--- SUPPLIED MATERIAL Enclosed Below ---
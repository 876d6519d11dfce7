//! Course Package REST API Routes
//!
//! Course packages and their units live in separate collections; list
//! responses stitch units back in on demand via `include_units`.

use axum::{
    extract::{Query, State},
    http::StatusCode,
    response::IntoResponse,
    routing::get,
    Router,
};
use chrono::{DateTime, Utc};
use praxis_core::{validate_course_package, CoursePackage, NewCoursePackage, ObjectId, Unit};
use praxis_store::{Filter, Sort};
use serde::{Deserialize, Serialize};

use crate::envelope::{Envelope, ErrorEnvelope};
use crate::error::{ApiError, ApiResult};
use crate::extract::Json;
use crate::state::AppState;

pub fn create_router(state: AppState) -> Router {
    Router::new()
        .route(
            "/",
            get(list_course_packages).post(create_course_package),
        )
        .with_state(state)
}

// ============================================================================
// TYPES
// ============================================================================

/// Query parameters for GET /course-packages.
#[derive(Debug, Clone, Deserialize)]
pub struct ListCoursePackagesParams {
    /// Case-insensitive substring match on title
    pub title: Option<String>,
    /// Inclusive lower bound on created_at
    pub created_after: Option<DateTime<Utc>>,
    /// Inclusive upper bound on created_at
    pub created_before: Option<DateTime<Utc>>,
    /// Attach each package's units, sorted by order
    pub include_units: Option<bool>,
}

/// A course package, optionally with its units attached.
#[derive(Debug, Clone, Serialize, Deserialize, utoipa::ToSchema)]
pub struct CoursePackageView {
    #[serde(flatten)]
    pub package: CoursePackage,
    #[serde(skip_serializing_if = "Option::is_none")]
    pub units: Option<Vec<Unit>>,
}

// ============================================================================
// ROUTE HANDLERS
// ============================================================================

/// GET /course-packages - List course packages with filters
#[utoipa::path(
    get,
    path = "/course-packages",
    tag = "Course Packages",
    params(
        ("title" = Option<String>, Query, description = "Case-insensitive substring match on title"),
        ("created_after" = Option<String>, Query, description = "Inclusive lower bound on created_at (RFC 3339)"),
        ("created_before" = Option<String>, Query, description = "Inclusive upper bound on created_at (RFC 3339)"),
        ("include_units" = Option<bool>, Query, description = "Attach units to each package"),
    ),
    responses(
        (status = 200, description = "List of course packages", body = Envelope<Vec<CoursePackageView>>),
        (status = 500, description = "Store failure", body = ErrorEnvelope),
    ),
)]
pub async fn list_course_packages(
    State(state): State<AppState>,
    Query(params): Query<ListCoursePackagesParams>,
) -> ApiResult<impl IntoResponse> {
    let mut filter = Filter::new();
    if let Some(title) = params.title {
        filter = filter.contains_ci("title", title);
    }
    if let Some(after) = params.created_after {
        filter = filter.gte("created_at", serde_json::to_value(after)?);
    }
    if let Some(before) = params.created_before {
        filter = filter.lte("created_at", serde_json::to_value(before)?);
    }

    let packages = state
        .course_packages
        .find(filter, Some(Sort::desc("created_at")))
        .await?;

    let include_units = params.include_units.unwrap_or(false);
    let mut views = Vec::with_capacity(packages.len());
    for package in packages {
        let units = if include_units {
            Some(units_of(&state, &package.id).await?)
        } else {
            None
        };
        views.push(CoursePackageView { package, units });
    }

    Ok(Json(Envelope::ok(views)))
}

/// POST /course-packages - Create a course package with embedded units
#[utoipa::path(
    post,
    path = "/course-packages",
    tag = "Course Packages",
    request_body = NewCoursePackage,
    responses(
        (status = 201, description = "Course package created", body = Envelope<CoursePackageView>),
        (status = 400, description = "Validation failed", body = ErrorEnvelope),
        (status = 500, description = "Store failure", body = ErrorEnvelope),
    ),
)]
pub async fn create_course_package(
    State(state): State<AppState>,
    Json(req): Json<NewCoursePackage>,
) -> ApiResult<impl IntoResponse> {
    let fields = validate_course_package(&req).map_err(|e| ApiError::validation_failed(&e))?;

    let now = Utc::now();
    let package = CoursePackage {
        id: ObjectId::generate(),
        title: fields.title,
        description: fields.description,
        created_at: now,
        updated_at: now,
    };
    let stored = state.course_packages.insert(&package).await?;

    let mut units = Vec::with_capacity(fields.units.len());
    for unit in fields.units {
        let stored_unit = state
            .units
            .insert(&Unit {
                id: ObjectId::generate(),
                course_package_id: stored.id.clone(),
                title: unit.title,
                content: unit.content,
                order: unit.order,
                created_at: now,
            })
            .await?;
        units.push(stored_unit);
    }
    units.sort_by_key(|u| u.order);

    let view = CoursePackageView {
        package: stored,
        units: Some(units),
    };
    Ok((StatusCode::CREATED, Json(Envelope::ok(view))))
}

/// Units of one package, sorted by their explicit order.
async fn units_of(state: &AppState, package_id: &ObjectId) -> ApiResult<Vec<Unit>> {
    let units = state
        .units
        .find(
            Filter::new().eq("course_package_id", package_id.to_string()),
            Some(Sort::asc("order")),
        )
        .await?;
    Ok(units)
}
--- End of Enclosed SUPPLIED MATERIAL ---
* _TASK BRIEF_
Look for the string "bool" in the records, and copy every line where it is found.

* _RESULT OF THIS TASK_
    pub include_units: Option<bool>,
        ("include_units" = Option<bool>, Query, description = "Attach units to each package"),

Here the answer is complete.